*** Opening SUPPLIED MATERIAL ***

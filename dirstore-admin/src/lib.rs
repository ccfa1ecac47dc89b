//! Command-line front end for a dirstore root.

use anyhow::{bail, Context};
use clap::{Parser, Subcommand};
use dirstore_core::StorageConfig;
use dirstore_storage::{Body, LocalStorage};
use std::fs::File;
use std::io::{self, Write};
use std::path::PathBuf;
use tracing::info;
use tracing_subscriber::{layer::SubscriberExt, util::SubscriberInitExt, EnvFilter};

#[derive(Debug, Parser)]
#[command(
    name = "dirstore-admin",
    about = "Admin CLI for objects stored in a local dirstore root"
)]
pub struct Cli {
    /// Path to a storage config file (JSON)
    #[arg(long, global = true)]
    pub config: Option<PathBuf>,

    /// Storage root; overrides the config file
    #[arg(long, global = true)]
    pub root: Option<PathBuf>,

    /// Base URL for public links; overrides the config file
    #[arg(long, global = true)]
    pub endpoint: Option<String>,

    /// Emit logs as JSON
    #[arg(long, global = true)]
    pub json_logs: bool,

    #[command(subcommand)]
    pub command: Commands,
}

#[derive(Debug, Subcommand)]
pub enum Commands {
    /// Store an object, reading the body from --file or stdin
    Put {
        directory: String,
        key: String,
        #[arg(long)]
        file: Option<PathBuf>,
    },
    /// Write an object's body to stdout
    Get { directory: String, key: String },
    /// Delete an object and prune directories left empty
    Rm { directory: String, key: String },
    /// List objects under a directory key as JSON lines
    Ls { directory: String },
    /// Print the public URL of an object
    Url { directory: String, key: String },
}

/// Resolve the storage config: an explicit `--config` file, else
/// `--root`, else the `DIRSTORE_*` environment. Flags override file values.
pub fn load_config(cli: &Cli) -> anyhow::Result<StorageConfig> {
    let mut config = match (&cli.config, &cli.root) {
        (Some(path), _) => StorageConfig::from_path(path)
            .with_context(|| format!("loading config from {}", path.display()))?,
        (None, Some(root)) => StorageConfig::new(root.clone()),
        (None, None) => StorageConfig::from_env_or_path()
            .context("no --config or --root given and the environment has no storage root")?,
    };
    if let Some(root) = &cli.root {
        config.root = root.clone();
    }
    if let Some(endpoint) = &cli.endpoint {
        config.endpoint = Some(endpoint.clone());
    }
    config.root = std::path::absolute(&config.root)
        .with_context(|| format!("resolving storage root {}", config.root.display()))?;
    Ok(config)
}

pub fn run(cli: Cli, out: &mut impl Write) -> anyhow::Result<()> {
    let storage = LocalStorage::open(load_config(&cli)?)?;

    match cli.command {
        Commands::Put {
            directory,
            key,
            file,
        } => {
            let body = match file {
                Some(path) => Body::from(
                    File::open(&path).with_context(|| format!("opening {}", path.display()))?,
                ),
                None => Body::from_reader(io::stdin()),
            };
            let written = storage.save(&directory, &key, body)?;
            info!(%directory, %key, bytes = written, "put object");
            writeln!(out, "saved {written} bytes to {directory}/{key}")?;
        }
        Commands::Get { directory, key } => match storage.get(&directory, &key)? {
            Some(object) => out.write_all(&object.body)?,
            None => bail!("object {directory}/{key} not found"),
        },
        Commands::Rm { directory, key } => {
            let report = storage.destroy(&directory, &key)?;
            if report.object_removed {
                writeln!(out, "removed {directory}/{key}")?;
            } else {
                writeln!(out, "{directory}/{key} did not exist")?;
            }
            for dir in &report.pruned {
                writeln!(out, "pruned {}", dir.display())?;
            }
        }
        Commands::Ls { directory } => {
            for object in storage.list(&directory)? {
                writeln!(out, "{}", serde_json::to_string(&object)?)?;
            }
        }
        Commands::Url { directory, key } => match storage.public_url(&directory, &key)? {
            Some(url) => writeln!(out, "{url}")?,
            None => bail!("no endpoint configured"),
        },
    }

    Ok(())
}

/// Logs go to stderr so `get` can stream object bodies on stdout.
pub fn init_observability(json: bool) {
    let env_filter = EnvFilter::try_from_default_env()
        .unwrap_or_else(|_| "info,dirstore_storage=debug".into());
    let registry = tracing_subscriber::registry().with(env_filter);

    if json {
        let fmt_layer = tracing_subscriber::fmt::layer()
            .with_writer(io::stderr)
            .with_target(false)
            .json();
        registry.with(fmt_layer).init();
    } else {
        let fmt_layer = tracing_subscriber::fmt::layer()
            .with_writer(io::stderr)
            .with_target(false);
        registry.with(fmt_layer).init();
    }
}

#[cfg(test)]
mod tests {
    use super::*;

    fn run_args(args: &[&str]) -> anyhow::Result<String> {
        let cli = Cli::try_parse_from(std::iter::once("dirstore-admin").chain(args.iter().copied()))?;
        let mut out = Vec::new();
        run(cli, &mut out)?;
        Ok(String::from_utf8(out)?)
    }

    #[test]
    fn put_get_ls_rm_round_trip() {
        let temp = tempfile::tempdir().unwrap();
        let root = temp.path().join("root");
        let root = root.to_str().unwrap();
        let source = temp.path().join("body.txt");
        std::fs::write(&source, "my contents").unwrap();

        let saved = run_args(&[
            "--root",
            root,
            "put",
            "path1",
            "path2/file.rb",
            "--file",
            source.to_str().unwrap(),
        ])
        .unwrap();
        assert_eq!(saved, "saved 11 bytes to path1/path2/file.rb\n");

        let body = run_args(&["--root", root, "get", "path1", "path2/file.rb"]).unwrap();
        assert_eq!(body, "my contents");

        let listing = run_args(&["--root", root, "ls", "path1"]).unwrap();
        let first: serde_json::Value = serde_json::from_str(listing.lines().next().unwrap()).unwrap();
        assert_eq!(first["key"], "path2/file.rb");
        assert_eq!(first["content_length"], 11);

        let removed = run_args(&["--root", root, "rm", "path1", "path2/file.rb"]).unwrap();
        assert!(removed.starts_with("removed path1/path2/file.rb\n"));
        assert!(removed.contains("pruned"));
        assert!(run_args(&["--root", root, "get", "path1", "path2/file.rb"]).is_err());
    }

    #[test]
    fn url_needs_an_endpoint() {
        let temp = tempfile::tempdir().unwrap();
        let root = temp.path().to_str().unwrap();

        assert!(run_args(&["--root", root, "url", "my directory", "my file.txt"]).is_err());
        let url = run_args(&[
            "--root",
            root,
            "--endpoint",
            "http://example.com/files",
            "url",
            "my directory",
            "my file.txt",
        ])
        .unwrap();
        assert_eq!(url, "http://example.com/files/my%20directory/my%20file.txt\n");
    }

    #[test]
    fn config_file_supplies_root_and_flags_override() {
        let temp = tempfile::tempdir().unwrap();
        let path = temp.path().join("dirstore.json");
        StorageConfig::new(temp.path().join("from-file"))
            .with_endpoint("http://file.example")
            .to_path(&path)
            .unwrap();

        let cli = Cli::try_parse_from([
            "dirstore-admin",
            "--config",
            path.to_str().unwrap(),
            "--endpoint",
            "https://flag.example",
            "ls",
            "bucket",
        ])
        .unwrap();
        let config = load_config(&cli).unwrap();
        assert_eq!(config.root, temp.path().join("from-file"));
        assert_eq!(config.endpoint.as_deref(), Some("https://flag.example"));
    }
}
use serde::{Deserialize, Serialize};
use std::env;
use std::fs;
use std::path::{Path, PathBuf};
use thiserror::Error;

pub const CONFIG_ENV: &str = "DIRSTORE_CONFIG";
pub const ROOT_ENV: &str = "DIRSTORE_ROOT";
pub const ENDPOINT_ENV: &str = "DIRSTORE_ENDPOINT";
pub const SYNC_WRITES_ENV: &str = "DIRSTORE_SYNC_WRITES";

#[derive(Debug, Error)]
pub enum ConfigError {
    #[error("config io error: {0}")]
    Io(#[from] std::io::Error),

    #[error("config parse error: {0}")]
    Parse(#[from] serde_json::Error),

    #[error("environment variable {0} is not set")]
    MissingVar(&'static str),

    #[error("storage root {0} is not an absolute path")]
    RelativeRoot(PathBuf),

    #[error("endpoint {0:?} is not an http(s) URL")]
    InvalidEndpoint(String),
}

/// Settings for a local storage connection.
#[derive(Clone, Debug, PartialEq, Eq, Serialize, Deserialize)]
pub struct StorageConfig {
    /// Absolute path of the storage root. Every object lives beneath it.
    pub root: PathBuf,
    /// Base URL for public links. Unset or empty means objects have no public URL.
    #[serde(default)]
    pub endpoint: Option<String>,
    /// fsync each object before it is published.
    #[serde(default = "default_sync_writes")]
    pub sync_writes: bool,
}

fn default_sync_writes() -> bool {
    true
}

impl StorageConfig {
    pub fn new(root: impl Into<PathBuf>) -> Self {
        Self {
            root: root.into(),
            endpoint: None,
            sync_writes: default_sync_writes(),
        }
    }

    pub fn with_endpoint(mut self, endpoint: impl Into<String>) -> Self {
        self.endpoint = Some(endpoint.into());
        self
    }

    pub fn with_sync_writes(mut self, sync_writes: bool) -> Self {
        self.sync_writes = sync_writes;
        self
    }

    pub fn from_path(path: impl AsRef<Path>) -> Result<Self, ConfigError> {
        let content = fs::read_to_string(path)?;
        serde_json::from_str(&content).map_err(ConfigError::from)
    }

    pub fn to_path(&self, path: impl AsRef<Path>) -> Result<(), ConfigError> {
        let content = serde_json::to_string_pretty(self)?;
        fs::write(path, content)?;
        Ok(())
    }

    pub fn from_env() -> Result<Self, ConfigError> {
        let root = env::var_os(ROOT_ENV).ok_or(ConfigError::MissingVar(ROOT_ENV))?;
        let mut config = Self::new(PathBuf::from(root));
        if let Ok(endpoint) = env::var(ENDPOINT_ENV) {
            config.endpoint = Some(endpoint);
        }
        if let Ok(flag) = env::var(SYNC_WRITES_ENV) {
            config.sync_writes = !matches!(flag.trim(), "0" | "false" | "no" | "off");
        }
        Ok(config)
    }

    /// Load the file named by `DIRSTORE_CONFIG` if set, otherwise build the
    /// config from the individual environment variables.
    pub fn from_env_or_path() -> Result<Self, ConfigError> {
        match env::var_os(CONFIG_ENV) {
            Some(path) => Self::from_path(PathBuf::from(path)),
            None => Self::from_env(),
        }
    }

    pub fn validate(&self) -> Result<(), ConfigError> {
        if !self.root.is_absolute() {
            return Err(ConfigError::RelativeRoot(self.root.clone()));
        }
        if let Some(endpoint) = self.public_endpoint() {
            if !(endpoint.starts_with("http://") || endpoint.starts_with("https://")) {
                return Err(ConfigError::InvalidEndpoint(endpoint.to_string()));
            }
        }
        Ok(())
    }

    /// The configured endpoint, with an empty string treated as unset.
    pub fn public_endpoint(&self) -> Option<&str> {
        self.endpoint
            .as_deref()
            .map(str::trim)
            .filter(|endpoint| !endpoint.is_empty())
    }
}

*** Closing SUPPLIED MATERIAL ***
*** Opening SUPPLIED MATERIAL ***

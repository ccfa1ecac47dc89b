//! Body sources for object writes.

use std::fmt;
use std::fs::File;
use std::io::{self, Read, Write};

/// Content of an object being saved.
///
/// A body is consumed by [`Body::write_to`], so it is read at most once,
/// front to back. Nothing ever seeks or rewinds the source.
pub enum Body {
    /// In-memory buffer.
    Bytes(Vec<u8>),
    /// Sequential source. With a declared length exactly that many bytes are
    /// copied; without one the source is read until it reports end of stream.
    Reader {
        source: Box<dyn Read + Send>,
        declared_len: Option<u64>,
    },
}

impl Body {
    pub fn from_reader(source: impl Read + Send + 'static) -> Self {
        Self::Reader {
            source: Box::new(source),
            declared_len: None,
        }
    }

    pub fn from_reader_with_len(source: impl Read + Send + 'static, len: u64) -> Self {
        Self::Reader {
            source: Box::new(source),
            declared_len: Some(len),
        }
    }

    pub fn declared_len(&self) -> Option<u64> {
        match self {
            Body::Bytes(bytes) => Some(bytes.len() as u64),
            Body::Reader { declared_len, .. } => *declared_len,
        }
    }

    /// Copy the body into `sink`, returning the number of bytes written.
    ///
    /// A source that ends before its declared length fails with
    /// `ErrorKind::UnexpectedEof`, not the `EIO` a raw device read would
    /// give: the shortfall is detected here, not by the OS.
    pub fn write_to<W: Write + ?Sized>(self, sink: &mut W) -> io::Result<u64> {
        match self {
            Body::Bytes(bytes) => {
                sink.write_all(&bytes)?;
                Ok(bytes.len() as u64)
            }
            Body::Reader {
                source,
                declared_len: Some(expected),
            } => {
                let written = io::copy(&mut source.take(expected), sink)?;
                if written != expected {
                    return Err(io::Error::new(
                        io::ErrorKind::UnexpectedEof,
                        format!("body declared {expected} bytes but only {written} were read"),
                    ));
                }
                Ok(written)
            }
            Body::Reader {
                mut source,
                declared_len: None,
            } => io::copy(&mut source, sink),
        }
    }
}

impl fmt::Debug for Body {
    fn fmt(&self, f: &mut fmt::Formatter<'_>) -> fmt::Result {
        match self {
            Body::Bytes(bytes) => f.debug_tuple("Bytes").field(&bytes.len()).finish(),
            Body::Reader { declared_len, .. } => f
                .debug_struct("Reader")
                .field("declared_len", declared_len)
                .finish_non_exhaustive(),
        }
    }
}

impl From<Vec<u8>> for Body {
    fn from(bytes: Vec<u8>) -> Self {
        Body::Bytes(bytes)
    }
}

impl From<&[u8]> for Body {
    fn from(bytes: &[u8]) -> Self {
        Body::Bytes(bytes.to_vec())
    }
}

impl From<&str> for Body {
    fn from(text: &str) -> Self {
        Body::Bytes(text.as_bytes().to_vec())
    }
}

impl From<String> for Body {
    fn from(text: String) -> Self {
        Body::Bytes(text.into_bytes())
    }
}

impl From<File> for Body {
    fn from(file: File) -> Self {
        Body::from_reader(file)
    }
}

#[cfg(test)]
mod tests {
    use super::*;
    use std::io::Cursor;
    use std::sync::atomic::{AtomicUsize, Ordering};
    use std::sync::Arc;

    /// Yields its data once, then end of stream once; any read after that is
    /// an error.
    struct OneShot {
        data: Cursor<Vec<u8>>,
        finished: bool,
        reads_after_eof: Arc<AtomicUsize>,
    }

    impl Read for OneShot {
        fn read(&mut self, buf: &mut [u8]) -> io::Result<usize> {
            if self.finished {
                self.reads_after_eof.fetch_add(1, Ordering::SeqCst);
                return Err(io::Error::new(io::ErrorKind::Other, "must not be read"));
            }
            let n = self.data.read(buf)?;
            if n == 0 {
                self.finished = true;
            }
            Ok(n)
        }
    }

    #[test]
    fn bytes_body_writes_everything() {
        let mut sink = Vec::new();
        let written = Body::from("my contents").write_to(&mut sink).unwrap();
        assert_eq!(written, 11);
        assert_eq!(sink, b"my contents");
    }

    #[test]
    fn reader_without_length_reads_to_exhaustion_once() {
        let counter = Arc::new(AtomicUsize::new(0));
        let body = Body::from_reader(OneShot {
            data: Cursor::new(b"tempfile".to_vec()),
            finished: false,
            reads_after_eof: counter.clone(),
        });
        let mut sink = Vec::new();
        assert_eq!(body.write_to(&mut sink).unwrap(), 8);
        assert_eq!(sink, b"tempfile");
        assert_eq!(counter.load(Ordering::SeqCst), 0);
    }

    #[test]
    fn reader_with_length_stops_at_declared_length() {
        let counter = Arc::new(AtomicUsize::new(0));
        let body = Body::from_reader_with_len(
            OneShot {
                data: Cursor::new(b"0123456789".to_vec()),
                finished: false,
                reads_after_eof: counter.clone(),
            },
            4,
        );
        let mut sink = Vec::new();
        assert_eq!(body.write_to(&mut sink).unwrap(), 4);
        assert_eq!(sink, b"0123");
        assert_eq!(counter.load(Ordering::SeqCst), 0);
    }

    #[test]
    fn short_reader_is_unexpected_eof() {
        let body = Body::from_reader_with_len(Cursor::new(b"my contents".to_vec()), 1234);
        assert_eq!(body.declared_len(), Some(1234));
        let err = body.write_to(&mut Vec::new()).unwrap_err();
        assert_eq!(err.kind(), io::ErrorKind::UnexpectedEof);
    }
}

*** Closing SUPPLIED MATERIAL ***

> _YOUR TASK_
Locate the lines above that hold the word "Parser". Show every one of them.

> _WRITTEN SOLUTION_
use clap::{Parser, Subcommand};
#[derive(Debug, Parser)]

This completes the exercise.